Directions
Where the line with "pub fn is_valid_hash(hash: &str)" appears in the records below, start there and transcribe each line exactly through the last.

Dataset records
use std::fs;
use std::io::{self, Read};
use std::path::PathBuf;

use xqsyntax_core::SourceText;

use crate::cli::InputArgs;

#[derive(Debug, thiserror::Error)]
pub enum InputError {
    #[error("failed to read stdin: {0}")]
    Stdin(#[source] io::Error),

    #[error("failed to read {}: {source}", path.display())]
    File {
        path: PathBuf,
        #[source]
        source: io::Error,
    },

    #[error("input required (FILE, - or -e TEXT)")]
    Missing,
}

/// Loaded query text with the name diagnostics should show for it.
pub struct Input {
    pub name: String,
    pub source: SourceText,
}

pub fn load(args: &InputArgs) -> Result<Input, InputError> {
    if let Some(text) = &args.text {
        return Ok(Input {
            name: "<expr>".to_string(),
            source: SourceText::from(text.as_str()),
        });
    }
    let Some(path) = &args.file else {
        return Err(InputError::Missing);
    };
    if path.as_os_str() == "-" {
        let mut buf = String::new();
        io::stdin()
            .read_to_string(&mut buf)
            .map_err(InputError::Stdin)?;
        return Ok(Input {
            name: "<stdin>".to_string(),
            source: SourceText::from(buf),
        });
    }
    let text = fs::read_to_string(path).map_err(|source| InputError::File {
        path: path.clone(),
        source,
    })?;
    Ok(Input {
        name: path.display().to_string(),
        source: SourceText::from(text),
    })
}

/// Loads input or exits with status 1.
pub fn load_or_exit(args: &InputArgs) -> Input {
    load(args).unwrap_or_else(|e| {
        eprintln!("error: {}", e);
        std::process::exit(1);
    })
}
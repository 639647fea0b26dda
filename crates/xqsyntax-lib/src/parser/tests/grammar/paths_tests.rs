use crate::parser::{Parse, SyntaxKind};

#[test]
fn root_only() {
    let res = Parse::expect_valid_cst("/");

    insta::assert_snapshot!(res, @r#"
    Module
      MainModule
        QueryBody
          PathExpr
            Slash "/"
    "#);
}

#[test]
fn descendant_from_root() {
    let res = Parse::expect_valid_cst("//a");

    insta::assert_snapshot!(res, @r#"
    Module
      MainModule
        QueryBody
          PathExpr
            DoubleSlash "//"
            NameTest
              QName
                NCName "a"
    "#);
}

#[test]
fn descendant_from_root_needs_a_step() {
    let res = Parse::expect_invalid("//");

    insta::assert_snapshot!(res, @"error at 2..2: expected relative path");
}

#[test]
fn relative_path() {
    let res = Parse::expect_valid_cst("a/b");

    insta::assert_snapshot!(res, @r#"
    Module
      MainModule
        QueryBody
          RelativePathExpr
            NameTest
              QName
                NCName "a"
            Slash "/"
            NameTest
              QName
                NCName "b"
    "#);
}

#[test]
fn mixed_separators_stay_flat() {
    let parse = Parse::expect_valid("/a//b/c");

    let paths = parse
        .root()
        .descendants()
        .iter()
        .filter(|n| n.kind() == SyntaxKind::RelativePathExpr)
        .count();
    assert_eq!(paths, 1);
    assert!(parse.contains_node(SyntaxKind::PathExpr));
}

#[test]
fn forward_axis() {
    let res = Parse::expect_valid_cst("child::a");

    insta::assert_snapshot!(res, @r#"
    Module
      MainModule
        QueryBody
          ForwardStep
            Keyword "child"
            AxisSeparator "::"
            NameTest
              QName
                NCName "a"
    "#);
}

#[test]
fn reverse_axis_with_kind_test() {
    let res = Parse::expect_valid_cst("parent::node()");

    insta::assert_snapshot!(res, @r#"
    Module
      MainModule
        QueryBody
          ReverseStep
            Keyword "parent"
            AxisSeparator "::"
            AnyKindTest
              Keyword "node"
              ParenOpen "("
              ParenClose ")"
    "#);
}

#[test]
fn all_axes() {
    let forward = [
        "attribute::a",
        "child::a",
        "descendant::a",
        "descendant-or-self::a",
        "following::a",
        "following-sibling::a",
        "namespace::a",
        "property::a",
        "self::a",
    ];
    let reverse = [
        "ancestor::a",
        "ancestor-or-self::a",
        "parent::a",
        "preceding::a",
        "preceding-sibling::a",
    ];

    for input in forward {
        assert!(Parse::expect_valid(input).contains_node(SyntaxKind::ForwardStep), "{input}");
    }
    for input in reverse {
        assert!(Parse::expect_valid(input).contains_node(SyntaxKind::ReverseStep), "{input}");
    }
}

#[test]
fn abbreviated_attribute_step() {
    let res = Parse::expect_valid_cst("@id");

    insta::assert_snapshot!(res, @r#"
    Module
      MainModule
        QueryBody
          AbbrevForwardStep
            AttributeSelector "@"
            NameTest
              QName
                NCName "id"
    "#);
}

#[test]
fn abbreviated_parent_step() {
    let res = Parse::expect_valid_cst("..");

    insta::assert_snapshot!(res, @r#"
    Module
      MainModule
        QueryBody
          AbbrevReverseStep
            ParentSelector ".."
    "#);
}

#[test]
fn step_with_predicate() {
    let res = Parse::expect_valid_cst("a[1]");

    insta::assert_snapshot!(res, @r#"
    Module
      MainModule
        QueryBody
          AxisStep
            NameTest
              QName
                NCName "a"
            PredicateList
              Predicate
                SquareOpen "["
                IntegerLiteral "1"
                SquareClose "]"
    "#);
}

#[test]
fn filter_expression() {
    let res = Parse::expect_valid_cst("$x[1]");

    insta::assert_snapshot!(res, @r#"
    Module
      MainModule
        QueryBody
          PostfixExpr
            VarRef
              VariableIndicator "$"
              VarName
                NCName "x"
            Predicate
              SquareOpen "["
              IntegerLiteral "1"
              SquareClose "]"
    "#);
}

#[test]
fn local_name_wildcard() {
    let res = Parse::expect_valid_cst("*:a");

    insta::assert_snapshot!(res, @r#"
    Module
      MainModule
        QueryBody
          NameTest
            Wildcard
              Star "*"
              QNameSeparator ":"
              NCName "a"
    "#);
}

#[test]
fn prefix_wildcard() {
    let res = Parse::expect_valid_cst("p:*");

    insta::assert_snapshot!(res, @r#"
    Module
      MainModule
        QueryBody
          NameTest
            Wildcard
              NCName "p"
              QNameSeparator ":"
              Star "*"
    "#);
}

#[test]
fn braced_uri_wildcard() {
    let res = Parse::expect_valid_cst("Q{urn}*");

    insta::assert_snapshot!(res, @r#"
    Module
      MainModule
        QueryBody
          NameTest
            Wildcard
              BracedUriLiteral
                BracedUriLiteralStart "Q{"
                StringLiteralContents "urn"
                BracedUriLiteralEnd "}"
              Star "*"
    "#);
}

#[test]
fn kind_tests_as_steps() {
    let cases = [
        ("a/text()", SyntaxKind::TextTest),
        ("a/comment()", SyntaxKind::CommentTest),
        ("//element(a)", SyntaxKind::ElementTest),
        ("a/@attribute(*)", SyntaxKind::AttributeTest),
        ("a/namespace-node()", SyntaxKind::NamespaceNodeTest),
    ];

    for (input, kind) in cases {
        let parse = Parse::expect_valid(input);
        assert!(parse.contains_node(kind), "{kind:?} missing in {input}");
    }
}

#[test]
fn context_item_in_path() {
    let parse = Parse::expect_valid("./a");

    assert!(parse.contains_node(SyntaxKind::ContextItemExpr));
    assert!(parse.contains_node(SyntaxKind::RelativePathExpr));
}

#[test]
fn union_of_paths() {
    let parse = Parse::expect_valid("a | b union c");

    assert!(parse.contains_node(SyntaxKind::UnionExpr));
}
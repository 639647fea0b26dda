//! xqsyntax: error-tolerant lexer and concrete syntax tree parser for XQuery.
//!
//! Covers XQuery 1.0/3.0 together with the Update Facility, Full Text and
//! Scripting extensions and MarkLogic's vendor syntax, all recognised by one
//! superset grammar.
//!
//! # Example
//!
//! ```
//! use xqsyntax_lib::{SourceText, parse};
//!
//! let source = SourceText::from("for $x in (1, 2) return $x");
//! let parse = parse(&source).expect("no fuel limit set");
//! assert!(parse.is_valid());
//! eprintln!("{}", parse.printer().dump());
//! ```

#![cfg_attr(coverage_nightly, feature(coverage_attribute))]

pub mod diagnostics;
pub mod lexer;
pub mod parser;

pub use diagnostics::{DiagnosticKind, Diagnostics, DiagnosticsPrinter, Severity};
pub use parser::{Parse, Parser, Profile, SyntaxKind, SyntaxNode, SyntaxToken, parse};
pub use xqsyntax_core::{SourceText, TextRange, TextSize};

/// Conditions that stop a parse. User-input problems never end up here; they
/// are reported as [`Diagnostics`] alongside a complete tree.
#[derive(Debug, Clone, PartialEq, Eq, thiserror::Error)]
pub enum Error {
    /// Execution fuel exhausted (too many parser operations).
    #[error("execution limit exceeded")]
    ExecFuelExhausted,

    /// The grammar asked for a node of a kind that is not a node kind.
    #[error("internal parser defect: {0:?} is not a node kind")]
    InvalidNodeKind(SyntaxKind),
}

/// Result type for parser operations.
pub type Result<T> = std::result::Result<T, Error>;
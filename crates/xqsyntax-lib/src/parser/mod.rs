//! Parser infrastructure for XQuery and its dialects.
//!
//! # Architecture
//!
//! The grammar is a marker-based recursive descent over the token vector
//! produced by [`crate::lexer::lex`]. It never builds nodes directly:
//!
//! - Events: productions append start/token/finish events; a marker fills in
//!   its node kind once the production is known to match
//! - Rollback: speculative attempts truncate the event list and restore the
//!   token cursor, so probes leave no trace
//! - Tree sink: replays events against the full token vector, attaching
//!   trivia and comments and diagnosing lexical error tokens
//!
//! # Recovery Strategy
//!
//! The parser always produces a tree covering the whole input:
//!
//! 1. Missing constructs become zero-width `Error` nodes; nothing is consumed
//! 2. Tokens nobody wants are wrapped one at a time in `Error` nodes
//! 3. Lexical error tokens are wrapped and diagnosed by the sink
//! 4. On recursion limit, remaining input goes into a single `Error` node
//!
//! Execution fuel exhaustion, when a limit is set, returns an actual error.

pub mod cst;
pub mod tree;

mod core;
mod event;
mod grammar;
mod invariants;
mod printer;
mod sink;

#[cfg(test)]
mod dump;
#[cfg(test)]
mod tests;

use serde::Serialize;
use xqsyntax_core::SourceText;

pub use self::core::Parser;
pub use cst::{SyntaxKind, TokenSet};
pub use printer::{CstJson, CstPrinter};
pub use tree::{SyntaxElement, SyntaxNode, SyntaxToken};

use crate::Result;
use crate::diagnostics::Diagnostics;

/// Grammar profile consulted where dialects disagree about reserved names.
#[derive(Debug, Clone, Copy, Default, PartialEq, Eq, Hash, Serialize)]
#[serde(rename_all = "lowercase")]
pub enum Profile {
    /// W3C XQuery with the Update, Full Text and Scripting extensions.
    #[default]
    W3c,
    /// Additionally reserves MarkLogic's `binary` node test.
    MarkLogic,
}

/// Parse result: the tree and the diagnostics found while building it.
///
/// The tree is always complete; error nodes mark recovery points.
#[derive(Debug, Clone)]
pub struct Parse {
    pub(crate) source: SourceText,
    pub(crate) root: SyntaxNode,
    pub(crate) diagnostics: Diagnostics,
    pub(crate) exec_fuel_consumed: u32,
}

impl Parse {
    pub fn root(&self) -> &SyntaxNode {
        &self.root
    }

    pub fn source(&self) -> &SourceText {
        &self.source
    }

    pub fn diagnostics(&self) -> &Diagnostics {
        &self.diagnostics
    }

    /// No error-severity diagnostics. Warnings are allowed.
    pub fn is_valid(&self) -> bool {
        !self.diagnostics.has_errors()
    }

    pub fn exec_fuel_consumed(&self) -> u32 {
        self.exec_fuel_consumed
    }

    pub fn printer(&self) -> CstPrinter<'_> {
        CstPrinter::new(&self.root, &self.source)
    }

    pub fn to_json(&self) -> CstJson<'_> {
        CstJson::new(&self.root, &self.source)
    }
}

/// Main entry point with the default profile. Returns Err only when a fuel
/// limit is exhausted or the grammar hits an internal defect.
pub fn parse(source: &SourceText) -> Result<Parse> {
    Parser::for_source(source).parse()
}

/// Parses with an explicit [`Profile`].
pub fn parse_with_profile(source: &SourceText, profile: Profile) -> Result<Parse> {
    Parser::for_source(source).with_profile(profile).parse()
}
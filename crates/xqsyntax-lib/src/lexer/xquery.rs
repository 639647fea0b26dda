//! Primary XQuery lexer.
//!
//! A state machine over [`CodepointRange`] with an explicit stack of state
//! ids. Entering a nested construct (string, comment, tag, enclosed
//! expression) pushes the current state; finishing it pops. Popping an empty
//! stack yields `DEFAULT`, which is how unbalanced `}` and similar input is
//! absorbed.
//!
//! ## State packing
//!
//! | bits  | content                                   |
//! |-------|-------------------------------------------|
//! | 0-4   | current state                             |
//! | 5-24  | up to four saved frames, innermost first  |
//! | 25-27 | number of saved frames                    |
//! | 28-31 | reserved for [`super::LexerComposition`]  |
//!
//! Frames below the innermost four are not stored; popping past them falls
//! back to `DEFAULT`.

use xqsyntax_core::{CharClass, CodepointRange, END_OF_BUFFER, char_class};

use super::references::{Reference, at_name_start, scan_reference, skip_name_chars};
use super::{Lexer, LexerState};
use crate::parser::cst::SyntaxKind::{self, *};

pub(crate) mod state {
    pub const DEFAULT: u8 = 0;
    pub const STRING_LITERAL_QUOTE: u8 = 1;
    pub const STRING_LITERAL_APOS: u8 = 2;
    pub const XQUERY_COMMENT: u8 = 3;
    pub const XQDOC_COMMENT: u8 = 4;
    pub const XML_COMMENT: u8 = 5;
    pub const CDATA_SECTION: u8 = 6;
    pub const PROCESSING_INSTRUCTION: u8 = 7;
    pub const PROCESSING_INSTRUCTION_CONTENTS: u8 = 8;
    pub const PRAGMA: u8 = 9;
    pub const PRAGMA_CONTENTS: u8 = 10;
    pub const BRACED_URI_LITERAL: u8 = 11;
    pub const DIR_ELEM_CONSTRUCTOR: u8 = 12;
    pub const DIR_ELEM_CONSTRUCTOR_CLOSING: u8 = 13;
    pub const DIR_ATTRIBUTE_VALUE_QUOTE: u8 = 14;
    pub const DIR_ATTRIBUTE_VALUE_APOS: u8 = 15;
    pub const DIR_ELEM_CONTENT: u8 = 16;
    pub const DOUBLE_EXPONENT: u8 = 17;

    pub const COUNT: u8 = 18;
}

const STATE_BITS: u32 = 5;
const STATE_MASK: u32 = (1 << STATE_BITS) - 1;
const MAX_SAVED_FRAMES: usize = 4;
const FRAME_COUNT_SHIFT: u32 = 25;
const FRAME_COUNT_MASK: u32 = 0b111;

pub struct XQueryLexer<'src> {
    range: CodepointRange<'src>,
    kind: Option<SyntaxKind>,
    token_state: LexerState,
    state: u8,
    stack: Vec<u8>,
}
use std::sync::Arc;

use crate::config::ServerConfig;
use crate::uploads::UploadStore;

/// Shared application state available to all Axum handlers via `State<AppState>`.
///
/// Built once in `main` and cloned per request (inner data is behind `Arc`
/// or is already cheaply `Clone`).
#[derive(Clone)]
pub struct AppState {
    /// Database connection pool.
    pub pool: folio_db::DbPool,
    /// Server configuration, including the admin credential and JWT settings.
    pub config: Arc<ServerConfig>,
    /// Local storage for uploaded images.
    pub uploads: Arc<UploadStore>,
}
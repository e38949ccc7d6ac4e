//! Authentication extractors.
//!
//! - [`auth::AdminUser`] -- requires a valid admin Bearer token.

pub mod auth;
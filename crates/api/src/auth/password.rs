//! Argon2id password hashing and verification.
//!
//! All password hashes use the Argon2id variant with a cryptographically random
//! salt generated via [`OsRng`]. The PHC string format is used so that
//! algorithm parameters and salt are embedded in the hash itself.

use argon2::password_hash::rand_core::OsRng;
use argon2::password_hash::{PasswordHash, PasswordHasher, PasswordVerifier, SaltString};
use argon2::Argon2;

/// Hash a plaintext password using Argon2id with a random salt.
///
/// Returns the PHC-formatted hash string (includes algorithm, params, salt, and hash).
pub fn hash_password(password: &str) -> Result<String, argon2::password_hash::Error> {
    let salt = SaltString::generate(&mut OsRng);
    let argon2 = Argon2::default(); // Argon2id with default params
    let hash = argon2.hash_password(password.as_bytes(), &salt)?;
    Ok(hash.to_string())
}

/// Verify a plaintext password against a stored PHC-formatted Argon2id hash.
///
/// Returns `Ok(true)` if the password matches, `Ok(false)` if it does not.
pub fn verify_password(password: &str, hash: &str) -> Result<bool, argon2::password_hash::Error> {
    let parsed_hash = PasswordHash::new(hash)?;
    match Argon2::default().verify_password(password.as_bytes(), &parsed_hash) {
        Ok(()) => Ok(true),
        Err(argon2::password_hash::Error::Password) => Ok(false),
        Err(e) => Err(e),
    }
}

/// Whether `hash` parses as a PHC string.
pub fn is_valid_hash(hash: &str) -> bool {
    PasswordHash::new(hash).is_ok()
}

Response to the exercise
pub fn is_valid_hash(hash: &str) -> bool {
    PasswordHash::new(hash).is_ok()
}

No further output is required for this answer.